Affordable housing experts offered strategies to help aging affordable housing properties reach their next stage of life at AHF Live: The Affordable Housing Developers' Summit.
About 10,000 properties built with low-income housing tax credits (LIHTCs) have reached their 15th year in operation, according to Jenny Netzer, CEO of Tax Credit Asset Management and the moderator of “Preservation of Older Affordable Deals,” a session at AHF Live in Chicago.
“The vast majority of these properties are awaiting their next phase of life,” Netzer said.
In booming real estate markets speculative buyers are highly motivated to buy older apartment properties and raise rents. “Multifamily is extraordinarily hot right now,” said Todd Crow, executive vice president and manager of tax credit capital for PNC Real Estate. Affordable housing developers can be at a disadvantage in this environment because they often have to wait to close the deal to buy a property until they win a fresh round of government funding, like housing tax credits.

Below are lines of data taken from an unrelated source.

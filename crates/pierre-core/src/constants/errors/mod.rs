// ABOUTME: Error-related constants including codes and messages
// ABOUTME: Organizes error handling constants by protocol and domain
//
// SPDX-License-Identifier: MIT OR Apache-2.0
// Copyright (c) 2025 Pierre Fitness Intelligence

//! Error constants module

/// Error codes and messages
pub mod codes;

// Re-export all error constants

/// Re-export all error code constants
pub use codes::*;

Fortunately, developers may be able to access new forms of capital that can help recapitalize some types of affordable housing, such as of the federal Choice Neighborhoods program and the Rental Assistance Demonstration program. “RAD is going to be a huge piece of our future,” said Amy Anthony, president and CEO of Preservation of Affordable Housing.
In deeply rural areas, aging LIHTC properties face different problems—with different solutions. "This industry is so fixated on preservation, I don’t know if that is always valid in rural communities," said R. Lee Harris, president and CEO of Cohen-Esrey Real Estate Services, who moderated his own session on debt financing at AHF Live. In many rural towns, the income restrictions could expire at an aging LIHTC property and the property could still be affordable to moderate-income families earning 60 percent to 80 percent of the area median income simply because rents in the local housing market don't go much higher than that.

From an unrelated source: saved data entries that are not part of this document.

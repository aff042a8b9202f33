// ABOUTME: OAuth 2.0 server persistence models for clients, auth codes, tokens, and state
// ABOUTME: Used by DatabaseProvider trait for OAuth 2.0 server storage operations
//
// SPDX-License-Identifier: MIT OR Apache-2.0
// Copyright (c) 2025 Pierre Fitness Intelligence

use chrono::{DateTime, Utc};
use uuid::Uuid;

/// Stored OAuth 2.0 Client
#[derive(Debug, Clone)]
pub struct OAuth2Client {
    /// Internal database ID
    pub id: String,
    /// OAuth 2.0 client identifier
    pub client_id: String,
    /// Hashed client secret for authentication
    pub client_secret_hash: String,
    /// Registered redirect URIs for authorization code flow
    pub redirect_uris: Vec<String>,
    /// Allowed OAuth 2.0 grant types (`authorization_code`, `client_credentials`, etc.)
    pub grant_types: Vec<String>,
    /// Allowed OAuth 2.0 response types (code, token, etc.)
    pub response_types: Vec<String>,
    /// Human-readable client name
    pub client_name: Option<String>,
    /// Client's home page URL
    pub client_uri: Option<String>,
    /// Space-separated list of allowed scopes
    pub scope: Option<String>,
    /// When this client was created
    pub created_at: DateTime<Utc>,
    /// Optional expiration time for the client registration
    pub expires_at: Option<DateTime<Utc>>,
}

/// OAuth 2.0 Authorization Code
#[derive(Debug, Clone)]
pub struct OAuth2AuthCode {
    /// The authorization code value
    pub code: String,
    /// Client ID that requested this code
    pub client_id: String,
    /// User who authorized the code
    pub user_id: Uuid,
    /// Tenant ID for multi-tenancy
    pub tenant_id: String,
    /// Redirect URI that must match during token exchange
    pub redirect_uri: String,
    /// Space-separated list of granted scopes
    pub scope: Option<String>,
    /// When this authorization code expires
    pub expires_at: DateTime<Utc>,
    /// Whether this code has been exchanged for a token
    pub used: bool,
    /// Client-generated state for CSRF protection (RFC 6749 Section 10.12)
    pub state: Option<String>,
    /// PKCE code challenge (RFC 7636)
    pub code_challenge: Option<String>,
    /// PKCE code challenge method (plain or S256)
    pub code_challenge_method: Option<String>,
}

/// OAuth 2.0 Refresh Token
#[derive(Debug, Clone)]
pub struct OAuth2RefreshToken {
    /// The refresh token value
    pub token: String,
    /// Client application identifier
    pub client_id: String,
    /// User identifier who owns this token
    pub user_id: Uuid,
    /// Tenant identifier for multi-tenant support
    pub tenant_id: String,
    /// Optional space-separated list of granted scopes
    pub scope: Option<String>,
    /// Timestamp when this refresh token expires
    pub expires_at: DateTime<Utc>,
    /// Timestamp when this refresh token was created
    pub created_at: DateTime<Utc>,
    /// Whether this refresh token has been revoked
    pub revoked: bool,
}

/// OAuth 2.0 State for CSRF Protection
#[derive(Debug, Clone)]
pub struct OAuth2State {
    /// Unique state value for CSRF protection
    pub state: String,
    /// Client application identifier
    pub client_id: String,
    /// Optional user identifier if authenticated
    pub user_id: Option<Uuid>,
    /// Optional tenant identifier for multi-tenant support
    pub tenant_id: Option<String>,
    /// URI to redirect to after authorization
    pub redirect_uri: String,
    /// Optional space-separated list of requested scopes
    pub scope: Option<String>,
    /// Optional PKCE code challenge for enhanced security
    pub code_challenge: Option<String>,
    /// Method used for PKCE code challenge (S256 or plain)
    pub code_challenge_method: Option<String>,
    /// Timestamp when this state was created
    pub created_at: DateTime<Utc>,
    /// Timestamp when this state expires
    pub expires_at: DateTime<Utc>,
    /// Whether this state has been consumed
    pub used: bool,
}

The challenge in these rural housing markets is often to create new housing since the local housing stock is often old and rental apartments hard to find. "How can you build something new in a smaller rural economy?" said Harris. "One way is to let an aging LIHTC development out of the program at the end of 15 years." A new reservation of LIHTCs that might have been used to recapitalize the old LIHTC property could be used instead to finance a brand new LIHTC property to serve that rural market. After all, that's the original goal of the low-income housing tax credit: to provide new affordable housing.